YOUR INSTRUCTIONS
From the records below, please return each line that holds the word "twice".

EXTRACTED MATERIAL
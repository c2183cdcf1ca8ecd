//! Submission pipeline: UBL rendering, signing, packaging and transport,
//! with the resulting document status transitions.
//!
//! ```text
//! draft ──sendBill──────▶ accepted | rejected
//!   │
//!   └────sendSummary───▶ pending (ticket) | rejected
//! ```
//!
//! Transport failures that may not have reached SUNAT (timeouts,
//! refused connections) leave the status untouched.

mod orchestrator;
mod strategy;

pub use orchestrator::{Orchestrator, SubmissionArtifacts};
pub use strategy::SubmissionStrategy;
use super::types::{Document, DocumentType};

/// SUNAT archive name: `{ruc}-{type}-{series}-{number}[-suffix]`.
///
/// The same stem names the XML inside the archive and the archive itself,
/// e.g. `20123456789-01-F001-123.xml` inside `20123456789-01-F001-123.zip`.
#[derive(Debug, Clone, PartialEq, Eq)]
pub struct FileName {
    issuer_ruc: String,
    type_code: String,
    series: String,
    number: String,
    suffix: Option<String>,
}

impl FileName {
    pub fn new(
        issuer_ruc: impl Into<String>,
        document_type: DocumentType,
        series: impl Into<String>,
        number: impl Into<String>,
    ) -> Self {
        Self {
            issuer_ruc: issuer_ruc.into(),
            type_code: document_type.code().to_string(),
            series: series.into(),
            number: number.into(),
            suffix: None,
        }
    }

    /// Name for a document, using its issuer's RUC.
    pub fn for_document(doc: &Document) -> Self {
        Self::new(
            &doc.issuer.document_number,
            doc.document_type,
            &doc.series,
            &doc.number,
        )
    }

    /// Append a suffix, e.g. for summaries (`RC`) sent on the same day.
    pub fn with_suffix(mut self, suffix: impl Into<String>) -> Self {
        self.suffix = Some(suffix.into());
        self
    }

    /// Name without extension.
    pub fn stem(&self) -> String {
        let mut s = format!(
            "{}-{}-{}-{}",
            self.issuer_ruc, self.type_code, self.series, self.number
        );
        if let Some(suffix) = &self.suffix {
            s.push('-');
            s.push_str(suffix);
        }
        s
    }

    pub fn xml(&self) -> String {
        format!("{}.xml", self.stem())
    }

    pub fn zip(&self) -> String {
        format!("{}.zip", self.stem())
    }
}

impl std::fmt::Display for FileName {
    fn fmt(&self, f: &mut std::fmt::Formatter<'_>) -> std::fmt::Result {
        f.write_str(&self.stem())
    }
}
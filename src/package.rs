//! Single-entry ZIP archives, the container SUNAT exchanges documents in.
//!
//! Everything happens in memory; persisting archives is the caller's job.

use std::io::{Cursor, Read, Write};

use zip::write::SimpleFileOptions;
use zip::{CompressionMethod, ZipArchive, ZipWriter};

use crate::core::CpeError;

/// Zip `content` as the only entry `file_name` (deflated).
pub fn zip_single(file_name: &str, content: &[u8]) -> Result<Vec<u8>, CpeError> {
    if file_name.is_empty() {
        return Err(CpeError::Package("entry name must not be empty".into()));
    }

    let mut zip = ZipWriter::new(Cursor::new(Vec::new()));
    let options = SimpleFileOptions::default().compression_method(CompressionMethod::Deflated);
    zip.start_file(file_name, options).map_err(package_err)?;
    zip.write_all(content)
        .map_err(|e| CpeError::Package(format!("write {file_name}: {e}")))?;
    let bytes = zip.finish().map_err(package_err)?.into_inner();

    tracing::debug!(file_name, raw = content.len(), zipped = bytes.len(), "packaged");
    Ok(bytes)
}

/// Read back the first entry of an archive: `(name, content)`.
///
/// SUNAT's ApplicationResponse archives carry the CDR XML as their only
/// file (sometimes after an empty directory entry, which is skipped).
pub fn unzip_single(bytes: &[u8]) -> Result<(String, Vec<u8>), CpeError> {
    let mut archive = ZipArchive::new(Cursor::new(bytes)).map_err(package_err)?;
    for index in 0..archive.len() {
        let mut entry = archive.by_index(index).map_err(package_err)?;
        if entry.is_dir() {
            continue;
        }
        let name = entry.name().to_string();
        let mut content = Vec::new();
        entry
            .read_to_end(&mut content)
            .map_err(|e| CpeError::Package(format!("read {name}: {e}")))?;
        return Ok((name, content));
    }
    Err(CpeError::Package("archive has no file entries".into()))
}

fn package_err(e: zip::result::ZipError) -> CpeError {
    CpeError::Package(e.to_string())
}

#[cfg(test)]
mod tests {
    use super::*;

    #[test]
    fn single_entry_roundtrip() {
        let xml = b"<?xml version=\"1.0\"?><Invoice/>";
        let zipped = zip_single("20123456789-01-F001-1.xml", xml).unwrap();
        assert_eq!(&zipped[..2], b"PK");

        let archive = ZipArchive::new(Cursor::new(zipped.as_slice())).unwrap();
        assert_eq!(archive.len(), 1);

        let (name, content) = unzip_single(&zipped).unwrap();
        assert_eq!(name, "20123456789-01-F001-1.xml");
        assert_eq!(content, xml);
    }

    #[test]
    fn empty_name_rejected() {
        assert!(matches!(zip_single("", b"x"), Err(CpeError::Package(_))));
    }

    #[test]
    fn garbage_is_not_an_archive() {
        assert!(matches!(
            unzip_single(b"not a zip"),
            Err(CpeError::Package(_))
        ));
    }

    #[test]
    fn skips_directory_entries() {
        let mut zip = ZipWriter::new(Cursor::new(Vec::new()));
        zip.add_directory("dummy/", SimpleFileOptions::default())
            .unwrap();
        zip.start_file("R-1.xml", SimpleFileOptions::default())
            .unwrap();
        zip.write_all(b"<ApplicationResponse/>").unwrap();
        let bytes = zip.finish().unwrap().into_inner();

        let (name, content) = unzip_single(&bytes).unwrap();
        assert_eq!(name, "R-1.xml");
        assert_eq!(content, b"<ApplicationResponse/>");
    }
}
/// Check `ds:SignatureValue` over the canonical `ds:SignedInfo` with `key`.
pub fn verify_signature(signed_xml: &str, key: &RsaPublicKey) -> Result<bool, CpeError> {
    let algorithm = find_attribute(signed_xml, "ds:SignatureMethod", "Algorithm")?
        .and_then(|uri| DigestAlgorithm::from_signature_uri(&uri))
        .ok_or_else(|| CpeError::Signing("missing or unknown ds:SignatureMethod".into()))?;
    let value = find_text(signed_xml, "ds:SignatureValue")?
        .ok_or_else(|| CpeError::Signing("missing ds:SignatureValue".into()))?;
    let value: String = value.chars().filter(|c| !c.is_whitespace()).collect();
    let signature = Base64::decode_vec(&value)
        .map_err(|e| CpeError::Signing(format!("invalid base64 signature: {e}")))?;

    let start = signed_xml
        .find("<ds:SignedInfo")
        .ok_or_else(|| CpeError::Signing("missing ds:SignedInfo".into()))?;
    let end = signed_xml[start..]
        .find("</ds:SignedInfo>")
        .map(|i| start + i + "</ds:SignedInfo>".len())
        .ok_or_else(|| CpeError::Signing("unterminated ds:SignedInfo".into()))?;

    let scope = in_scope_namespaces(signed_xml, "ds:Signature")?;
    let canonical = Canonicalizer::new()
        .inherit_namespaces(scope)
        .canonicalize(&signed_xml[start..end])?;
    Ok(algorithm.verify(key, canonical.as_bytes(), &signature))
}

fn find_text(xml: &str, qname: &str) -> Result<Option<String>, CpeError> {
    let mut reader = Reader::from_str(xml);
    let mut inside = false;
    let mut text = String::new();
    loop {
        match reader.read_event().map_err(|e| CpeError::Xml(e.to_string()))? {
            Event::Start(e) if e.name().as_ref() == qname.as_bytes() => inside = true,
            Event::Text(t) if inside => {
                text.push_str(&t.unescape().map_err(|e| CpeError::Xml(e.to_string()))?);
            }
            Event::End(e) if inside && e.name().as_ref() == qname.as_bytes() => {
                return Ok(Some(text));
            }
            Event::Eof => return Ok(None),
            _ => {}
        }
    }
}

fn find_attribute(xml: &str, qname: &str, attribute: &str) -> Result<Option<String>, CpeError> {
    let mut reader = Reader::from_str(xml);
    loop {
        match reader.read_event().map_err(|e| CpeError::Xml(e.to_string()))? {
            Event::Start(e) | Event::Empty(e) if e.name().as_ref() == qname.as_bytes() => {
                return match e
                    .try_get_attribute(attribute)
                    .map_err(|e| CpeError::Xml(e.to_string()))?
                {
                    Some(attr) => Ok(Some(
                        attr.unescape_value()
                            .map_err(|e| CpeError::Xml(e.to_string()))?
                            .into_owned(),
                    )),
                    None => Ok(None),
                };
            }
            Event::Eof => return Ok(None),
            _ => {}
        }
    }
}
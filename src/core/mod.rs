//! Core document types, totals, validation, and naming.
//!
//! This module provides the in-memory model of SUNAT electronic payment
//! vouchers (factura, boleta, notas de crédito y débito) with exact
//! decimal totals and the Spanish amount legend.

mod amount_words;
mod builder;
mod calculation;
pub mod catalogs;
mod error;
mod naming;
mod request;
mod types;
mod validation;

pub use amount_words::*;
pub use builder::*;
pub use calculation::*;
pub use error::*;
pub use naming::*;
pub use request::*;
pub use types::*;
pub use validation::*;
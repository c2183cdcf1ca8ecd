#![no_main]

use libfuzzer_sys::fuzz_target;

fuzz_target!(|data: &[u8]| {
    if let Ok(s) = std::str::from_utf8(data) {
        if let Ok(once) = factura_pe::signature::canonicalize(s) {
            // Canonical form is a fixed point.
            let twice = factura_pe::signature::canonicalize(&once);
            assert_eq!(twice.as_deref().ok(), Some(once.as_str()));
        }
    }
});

WRITTEN REPLY
            let twice = factura_pe::signature::canonicalize(&once);
            assert_eq!(twice.as_deref().ok(), Some(once.as_str()));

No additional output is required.